Таким образом, Шекспир появился в Лондоне в качестве интеллигентного пролетария (он окончил школу, несколько знал латынь, но в то же время не имел ни гроша в кармане). Он присоединился к самому низкому сословию, какое только знал город, именно к актерству, на котором все еще лежало клеймо всеобщего презрения, хотя бы и смешанного с восхищением перед его сценическими чарами. В этой среде актеров и близких к ним авторов драматических произведений Шекспир быстро выдвинулся не только своим изумительным талантом и своей привлекательностью, приобретшей ему много друзей, но и своей смекалкой, своей практической деловитостью. Шекспир старался в этом аристократическом ремесле (в театральном деле как коммерции) с хорошим нюхом буржуа разрешить разные недоразумения, неизменно добиваясь порядочного успеха и окончивши тем, что он собрал для себя и семьи если не состояние, то, во всяком случае, кое-какие весомые средства, позволившие ему вернуться на родину зажиточным человеком.

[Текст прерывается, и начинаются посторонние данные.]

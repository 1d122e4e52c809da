/// CodePipelineカスタムアクションの実行フロー
///
/// # 処理フロー
/// 1. ジョブを検証（アーティファクト数、アクション固有の検証）
/// 2. 入力アーティファクトを読み取り、JSONとしてデコード
/// 3. 入力ハンドラーを実行
/// 4. 結果をCodePipelineに通知（成功/失敗）
use async_trait::async_trait;
use serde::Serialize;
use serde::de::DeserializeOwned;
use thiserror::Error;
use tracing::{debug, error, info};

use crate::domain::{JobValidator, PipelineJob, ValidationError, validate_job};
use crate::infrastructure::{ArtifactError, ArtifactReader, JobReportError, JobResultReporter};

/// アクション実行のエラー型
#[derive(Debug, Error)]
pub enum ActionError {
    /// ジョブ検証エラー
    #[error(transparent)]
    Validation(#[from] ValidationError),
    /// 入力アーティファクトの読み取りエラー
    #[error(transparent)]
    Artifact(#[from] ArtifactError),
    /// 入力ハンドラーのエラー
    #[error(transparent)]
    InputHandler(Box<dyn std::error::Error + Send + Sync>),
    /// 結果通知エラー
    #[error(transparent)]
    Report(#[from] JobReportError),
}

/// 入力ハンドラートレイト
///
/// 検証済みジョブとデコード済みの入力を受け取り、出力ジョブ一覧を返す。
#[async_trait]
pub trait InputHandler: Send + Sync {
    /// 検証済みジョブの型
    type Job: Send + 'static;
    /// 入力アーティファクトのデコード先
    type Input: DeserializeOwned + Send + 'static;
    /// ハンドラー固有のエラー
    type Error: std::error::Error + Send + Sync + 'static;

    async fn handle(
        &self,
        job: Self::Job,
        input: Self::Input,
    ) -> Result<Vec<Self::Job>, Self::Error>;
}

/// ジョブの最終状態
#[derive(Debug, Clone, Copy, PartialEq, Eq, Serialize)]
pub enum JobStatus {
    Succeeded,
    Failed,
}

/// Lambdaの戻り値
#[derive(Debug, Clone, PartialEq, Serialize)]
#[serde(rename_all = "camelCase")]
pub struct ActionOutcome {
    pub job_id: String,
    pub status: JobStatus,
    #[serde(skip_serializing_if = "Option::is_none")]
    pub message: Option<String>,
}

impl ActionOutcome {
    /// 成功結果を作成
    pub fn succeeded(job_id: impl Into<String>) -> Self {
        Self {
            job_id: job_id.into(),
            status: JobStatus::Succeeded,
            message: None,
        }
    }

    /// 失敗結果を作成
    pub fn failed(job_id: impl Into<String>, message: impl Into<String>) -> Self {
        Self {
            job_id: job_id.into(),
            status: JobStatus::Failed,
            message: Some(message.into()),
        }
    }
}

/// CodePipelineカスタムアクション
pub struct CustomAction<V, H, A, R>
where
    V: JobValidator,
    H: InputHandler<Job = V::Output>,
    A: ArtifactReader,
    R: JobResultReporter,
{
    validator: V,
    input_handler: H,
    artifact_reader: A,
    reporter: R,
}

impl<V, H, A, R> CustomAction<V, H, A, R>
where
    V: JobValidator,
    H: InputHandler<Job = V::Output>,
    A: ArtifactReader,
    R: JobResultReporter,
{
    /// 新しいCustomActionを作成
    pub fn new(validator: V, input_handler: H, artifact_reader: A, reporter: R) -> Self {
        Self {
            validator,
            input_handler,
            artifact_reader,
            reporter,
        }
    }

    /// ジョブを実行し、結果をCodePipelineに通知する
    ///
    /// ジョブの失敗はPutJobFailureResultで通知した上で`Ok(ActionOutcome)`として返す。
    /// `Err`になるのは結果通知自体に失敗した場合のみ。
    pub async fn run(&self, job: PipelineJob) -> Result<ActionOutcome, ActionError> {
        let job_id = job.id.clone();
        info!(job_id = %job_id, "CodePipelineジョブを受信");

        match self.execute(job).await {
            Ok(jobs) => {
                self.reporter.put_job_success(&job_id).await?;
                info!(job_id = %job_id, output_job_count = jobs.len(), "ジョブ成功");
                Ok(ActionOutcome::succeeded(job_id))
            }
            Err(err) => {
                let message = err.to_string();
                error!(job_id = %job_id, error = %message, "ジョブ失敗");
                self.reporter.put_job_failure(&job_id, &message).await?;
                Ok(ActionOutcome::failed(job_id, message))
            }
        }
    }

    /// 検証、入力読み取り、入力ハンドラー実行までを行う（結果通知なし）
    pub async fn execute(&self, job: PipelineJob) -> Result<Vec<V::Output>, ActionError> {
        let artifact = job.input_artifacts().first().cloned();
        let credentials = job.artifact_credentials().cloned();

        let validated = validate_job(&self.validator, job)?;

        let artifact = artifact.ok_or(ArtifactError::MissingInputArtifact)?;
        let credentials = credentials.ok_or(ArtifactError::MissingCredentials)?;
        let bytes = self
            .artifact_reader
            .read_artifact(&artifact, &credentials)
            .await?;
        debug!(artifact = %artifact.name, size = bytes.len(), "入力アーティファクトを読み取り");

        let input: H::Input =
            serde_json::from_slice(&bytes).map_err(|e| ArtifactError::InvalidInput(e.to_string()))?;

        self.input_handler
            .handle(validated, input)
            .await
            .map_err(|e| ActionError::InputHandler(Box::new(e)))
    }
}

Однако в то же время Шекспира обуревали его представления о том, что в нем течет кровь борцов за великий порядок в Англии, а также — кровь «рыцарей» Арденов. Это влекло его в сторону воинственного патриотизма, делало для него двор чем-то априорно окрашенным не только блеском великолепия, но и блеском моральным, влекло его к блестящей прослойке тогдашней знатной молодежи, сближение с которой странным образом становилось возможным как раз даже из глубины пропасти, отделявшей, хотя бы и удачливого, актера и театрального предпринимателя от лордов Саутгемптонов и Пемброков. Если Шекспир хлопотал (помогал хлопотать отцу) о признании себя дворянином, то доступ к относительно очень интимной близости с блистательными молодыми вельможами того времени он получил не как в какой-то степени равный и имеющий в своих жилах голубую кровь дворянин, а именно как обворожительный поэт, как носитель очарования театра, к которому все эти молодые вельможи питали самую искреннюю страсть.
Все это; однако, создало для Шекспира совершенно особое классовое положение. Оно составляется из следующих социально-силовых линий.
Во-первых, скорбь по поводу утраченного величия феодального класса, которого сторонником, почти участником Шекспир искренне считал себя; во-вторых, восторженное и полное чувства и мысли участие в процессе вхождения наиболее живых элементов знати в новый, еще не совсем ясный по своим границам, капиталистический мир; в-третьих, горечь по поводу того, что он — Шекспир — рассматривается тем классом, скорбь и радости которого он делил, как что-то вроде лакея, даже что-то, пожалуй, худшее, чем лакей, как нечто вроде любимого и ласкаемого шута, с которым при случае не церемонились.
Постараемся несколько подробнее остановиться на каждом из этих положений, иллюстрируя их отчасти произведениями Шекспира. Само собой разумеется, что исчерпывающе развернуть это наше объяснение мы в словарной статье не можем. Это будет сделано в другом месте.
Группа аристократии, к которой примкнул Шекспир и которую исторически можно назвать группой лорда Эссекса, представляла собой не только в английском, но и в европейском масштабе нечто в высшей степени яркое. Заимствуем частично интересную характеристику, которую дает этой группе Фр. Гундольф в своей книге «Шекспир, его сущность и его произведения», I том18
.Между различным придворным обществом XVI–XVII веков — елизаветинская эпоха, из которого плодотворная фантазия молодого Шекспира должна была почерпать свой материал, которого сочленом он до некоторой степени состоял и члены которого, очень вероятно, бывали прямыми заказчиками тех или других его комедий, — было как в отношении церковном, так и в отношении государственного давления самым свободным, самым богатым неисчерпанными жизненными силами, по крайней мере со времени дней расцвета итальянского Ренессанса… Как раз в это время Англия созрела для понимания очарования южных форм и вышла из предварительной стадии ученой европейской неолатинщины во вторую стадию национального гуманизма и заботы о собственном языке. Религиозные споры хотя, конечно, и возбуждали государственную мысль островитян, тем не менее не могли разбить их единства. Они внесли только новое напряжение в их умственную жизнь, которая и без того — как во всей Европе — была насыщена борьбой принципов тирании и свободы.
Конечно, Шекспир в своих изображениях этой среды обогатил их еще и своей собственной высокой природой. Однако многие элементы он нашел в действительности: здоровую натуру народа, праздничное настроение, некоторое, так сказать, брачное оперение высокого времени в судьбе нации, беззаботную близость к земле и ее сокровищам, гибкость общественных сношений, следование которым или разрыв с которыми составляли ту прелесть, опасность и содержание в общем несколько легкомысленного дворянского существования.